The Long Hollow Pike corridor presented a unique challenge from a planning perspective; as it became clear from early interest group discussion that the corridor, a patch of unincorporated land sandwiched among several developing towns, is under threat of losing its rural character.  Ultimately we sought smart growth for rural development.  The team’s top priority for future expansion was to avoid the amorphous, sprawling suburbs that have taken shape adjacent to the corridor. The guiding principle of the Long Hollow Area Plan became the Preservation of Open Space.

The principle of preserving open space led to the identification of two or three key “centers,” around which mixed-use amenities can develop.  These centers were based on a proximity to existing non-residential properties, such as schools and churches.  The team felt that the key to smart growth in this community was to maintain a small, walkable Main Street environment within this rural landscape, so that existing residents do not lose the quiet community they value.
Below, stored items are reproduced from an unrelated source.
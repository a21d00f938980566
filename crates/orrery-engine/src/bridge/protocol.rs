/// Render snapshot layout.
/// Must stay in sync with the host's `protocol.ts`.
///
/// Layout (all values in f32 / 4 bytes):
/// ```text
/// [Header: 27 floats]
/// [Camera: 8 floats]
/// [Bodies: max_bodies × 8 floats]
/// [Asteroids: max_asteroids × 8 floats]
/// [Explosions: max_explosions × 6 floats]
/// [Events: max_events × 4 floats]
/// [Media: max_media × 2 floats]
/// ```
///
/// Capacities are written into the header once at init.
/// The host reads them from the header to compute offsets dynamically.

use crate::api::game::GameConfig;
use crate::api::types::{GameEvent, MediaCommand};
use crate::renderer::camera::CameraUniform;
use crate::renderer::instance::{AsteroidInstance, BodyInstance, ExplosionInstance};

/// Number of floats in the header section.
pub const HEADER_FLOATS: usize = 27;

/// Header field indices.
pub const HEADER_FRAME_COUNTER: usize = 0;
pub const HEADER_PROTOCOL_VERSION: usize = 1;
pub const HEADER_MAX_BODIES: usize = 2;
pub const HEADER_BODY_COUNT: usize = 3;
pub const HEADER_MAX_ASTEROIDS: usize = 4;
pub const HEADER_ASTEROID_COUNT: usize = 5;
pub const HEADER_MAX_EXPLOSIONS: usize = 6;
pub const HEADER_EXPLOSION_COUNT: usize = 7;
pub const HEADER_MAX_EVENTS: usize = 8;
pub const HEADER_EVENT_COUNT: usize = 9;
pub const HEADER_MAX_MEDIA: usize = 10;
pub const HEADER_MEDIA_COUNT: usize = 11;
pub const HEADER_BUSY: usize = 12;
pub const HEADER_DOOR_ANGLE: usize = 13;
pub const HEADER_SHOW_ORBITS: usize = 14;
pub const HEADER_SHIP_MODE: usize = 15;
pub const HEADER_SHIP_X: usize = 16;
pub const HEADER_SHIP_Y: usize = 17;
pub const HEADER_SHIP_Z: usize = 18;
pub const HEADER_SHIP_YAW: usize = 19;
pub const HEADER_SUN_SPIN: usize = 20;
pub const HEADER_MUSIC_VOLUME: usize = 21;
pub const HEADER_BLOOM_STRENGTH: usize = 22;
pub const HEADER_AMBIENT_INTENSITY: usize = 23;
pub const HEADER_DIRECTIONAL_INTENSITY: usize = 24;
pub const HEADER_PLANET_LIGHT_INTENSITY: usize = 25;
pub const HEADER_SIMULATION_SPEED: usize = 26;

/// Protocol version written into the header.
pub const PROTOCOL_VERSION: f32 = 1.0;

/// Floats in the camera section (wire format, fixed).
pub const CAMERA_FLOATS: usize = CameraUniform::FLOATS;

/// Floats per body instance (wire format, fixed).
pub const BODY_FLOATS: usize = BodyInstance::FLOATS;

/// Floats per asteroid instance (wire format, fixed).
pub const ASTEROID_FLOATS: usize = AsteroidInstance::FLOATS;

/// Floats per explosion instance (wire format, fixed).
pub const EXPLOSION_FLOATS: usize = ExplosionInstance::FLOATS;

/// Floats per game event: kind, a, b, c (wire format, fixed).
pub const EVENT_FLOATS: usize = GameEvent::FLOATS;

/// Floats per media command: kind, panel (wire format, fixed).
pub const MEDIA_FLOATS: usize = MediaCommand::FLOATS;

/// Runtime-computed buffer layout.
#[derive(Debug, Clone, PartialEq)]
pub struct ProtocolLayout {
    pub max_bodies: usize,
    pub max_asteroids: usize,
    pub max_explosions: usize,
    pub max_events: usize,
    pub max_media: usize,

    pub body_data_floats: usize,
    pub asteroid_data_floats: usize,
    pub explosion_data_floats: usize,
    pub event_data_floats: usize,
    pub media_data_floats: usize,

    /// Offset (in floats) where the camera section begins.
    pub camera_offset: usize,
    pub body_data_offset: usize,
    pub asteroid_data_offset: usize,
    pub explosion_data_offset: usize,
    pub event_data_offset: usize,
    pub media_data_offset: usize,

    /// Total buffer size in floats.
    pub buffer_total_floats: usize,
    /// Total buffer size in bytes.
    pub buffer_total_bytes: usize,
}

impl ProtocolLayout {
    /// Compute layout from raw capacity values.
    pub fn new(
        max_bodies: usize,
        max_asteroids: usize,
        max_explosions: usize,
        max_events: usize,
        max_media: usize,
    ) -> Self {
        let body_data_floats = max_bodies * BODY_FLOATS;
        let asteroid_data_floats = max_asteroids * ASTEROID_FLOATS;
        let explosion_data_floats = max_explosions * EXPLOSION_FLOATS;
        let event_data_floats = max_events * EVENT_FLOATS;
        let media_data_floats = max_media * MEDIA_FLOATS;

        let camera_offset = HEADER_FLOATS;
        let body_data_offset = camera_offset + CAMERA_FLOATS;
        let asteroid_data_offset = body_data_offset + body_data_floats;
        let explosion_data_offset = asteroid_data_offset + asteroid_data_floats;
        let event_data_offset = explosion_data_offset + explosion_data_floats;
        let media_data_offset = event_data_offset + event_data_floats;

        let buffer_total_floats = media_data_offset + media_data_floats;

        Self {
            max_bodies,
            max_asteroids,
            max_explosions,
            max_events,
            max_media,
            body_data_floats,
            asteroid_data_floats,
            explosion_data_floats,
            event_data_floats,
            media_data_floats,
            camera_offset,
            body_data_offset,
            asteroid_data_offset,
            explosion_data_offset,
            event_data_offset,
            media_data_offset,
            buffer_total_floats,
            buffer_total_bytes: buffer_total_floats * 4,
        }
    }

    /// Compute layout from a GameConfig.
    pub fn from_config(config: &GameConfig) -> Self {
        Self::new(
            config.max_bodies,
            config.max_asteroids,
            config.max_explosions,
            config.max_events,
            config.max_media,
        )
    }
}

/// The header section. Capacities and version are filled in once; the
/// per-frame fields are rewritten by the snapshot builder.
#[derive(Debug, Clone, PartialEq)]
pub struct FrameHeader {
    values: [f32; HEADER_FLOATS],
}

impl FrameHeader {
    pub fn new(layout: &ProtocolLayout) -> Self {
        let mut values = [0.0; HEADER_FLOATS];
        values[HEADER_PROTOCOL_VERSION] = PROTOCOL_VERSION;
        values[HEADER_MAX_BODIES] = layout.max_bodies as f32;
        values[HEADER_MAX_ASTEROIDS] = layout.max_asteroids as f32;
        values[HEADER_MAX_EXPLOSIONS] = layout.max_explosions as f32;
        values[HEADER_MAX_EVENTS] = layout.max_events as f32;
        values[HEADER_MAX_MEDIA] = layout.max_media as f32;
        Self { values }
    }

    #[inline]
    pub fn set(&mut self, index: usize, value: f32) {
        if let Some(slot) = self.values.get_mut(index) {
            *slot = value;
        }
    }

    #[inline]
    pub fn get(&self, index: usize) -> f32 {
        self.values.get(index).copied().unwrap_or(0.0)
    }

    pub fn as_slice(&self) -> &[f32] {
        &self.values
    }

    pub fn as_ptr(&self) -> *const f32 {
        self.values.as_ptr()
    }
}

#[cfg(test)]
mod tests {
    use super::*;

    #[test]
    fn from_default_config_matches_expected_sizes() {
        let config = GameConfig::default();
        let layout = ProtocolLayout::from_config(&config);

        assert_eq!(layout.max_bodies, config.max_bodies);
        assert_eq!(layout.body_data_floats, config.max_bodies * 8);
        assert_eq!(layout.asteroid_data_floats, config.max_asteroids * 8);
        assert_eq!(layout.explosion_data_floats, config.max_explosions * 6);
        assert_eq!(layout.event_data_floats, config.max_events * 4);
        assert_eq!(layout.media_data_floats, config.max_media * 2);
        assert_eq!(layout.buffer_total_bytes, layout.buffer_total_floats * 4);
    }

    #[test]
    fn custom_capacities_compute_correctly() {
        let layout = ProtocolLayout::new(16, 1200, 32, 64, 8);
        let expected_total = HEADER_FLOATS + 8 + 16 * 8 + 1200 * 8 + 32 * 6 + 64 * 4 + 8 * 2;
        assert_eq!(layout.buffer_total_floats, expected_total);
        assert_eq!(layout.buffer_total_bytes, expected_total * 4);
    }

    #[test]
    fn offsets_are_contiguous() {
        let layout = ProtocolLayout::new(10, 20, 30, 40, 50);

        assert_eq!(layout.camera_offset, HEADER_FLOATS);
        assert_eq!(layout.body_data_offset, layout.camera_offset + CAMERA_FLOATS);
        assert_eq!(layout.asteroid_data_offset, layout.body_data_offset + layout.body_data_floats);
        assert_eq!(layout.explosion_data_offset, layout.asteroid_data_offset + layout.asteroid_data_floats);
        assert_eq!(layout.event_data_offset, layout.explosion_data_offset + layout.explosion_data_floats);
        assert_eq!(layout.media_data_offset, layout.event_data_offset + layout.event_data_floats);
        assert_eq!(layout.buffer_total_floats, layout.media_data_offset + layout.media_data_floats);
    }

    #[test]
    fn header_carries_capacities_and_version() {
        let layout = ProtocolLayout::new(16, 1200, 32, 64, 8);
        let mut header = FrameHeader::new(&layout);
        assert_eq!(header.get(HEADER_PROTOCOL_VERSION), PROTOCOL_VERSION);
        assert_eq!(header.get(HEADER_MAX_ASTEROIDS), 1200.0);
        assert_eq!(header.get(HEADER_MAX_MEDIA), 8.0);

        header.set(HEADER_BUSY, 1.0);
        assert_eq!(header.as_slice()[HEADER_BUSY], 1.0);
        // Out-of-range writes are ignored.
        header.set(HEADER_FLOATS, 5.0);
        assert_eq!(header.get(HEADER_FLOATS), 0.0);
    }
}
The second scale of place making involves residential developments on purchased farmland.  To avoid the typical build-out scenario of one-acre lot subdivisions, the planning team explored a scenario that condenses the personal property to quarter-acre lots, concentrated towards the center, and all lots abut expanses of open spaces.  The team assumed a constant rate of economic growth from past years to forecast an estimated population growth along the Long Hollow area, and establish a series of “place types” to accommodate that community’s needs.

This approach of preserving open space stands to connect the surrounding towns in such a way that protects existing farmland and pervious area; but it also offers the opportunity to give residents a better path forward, with denser communities which can enjoy a more natural landscape, and are less dependent on vehicles and highways for daily life.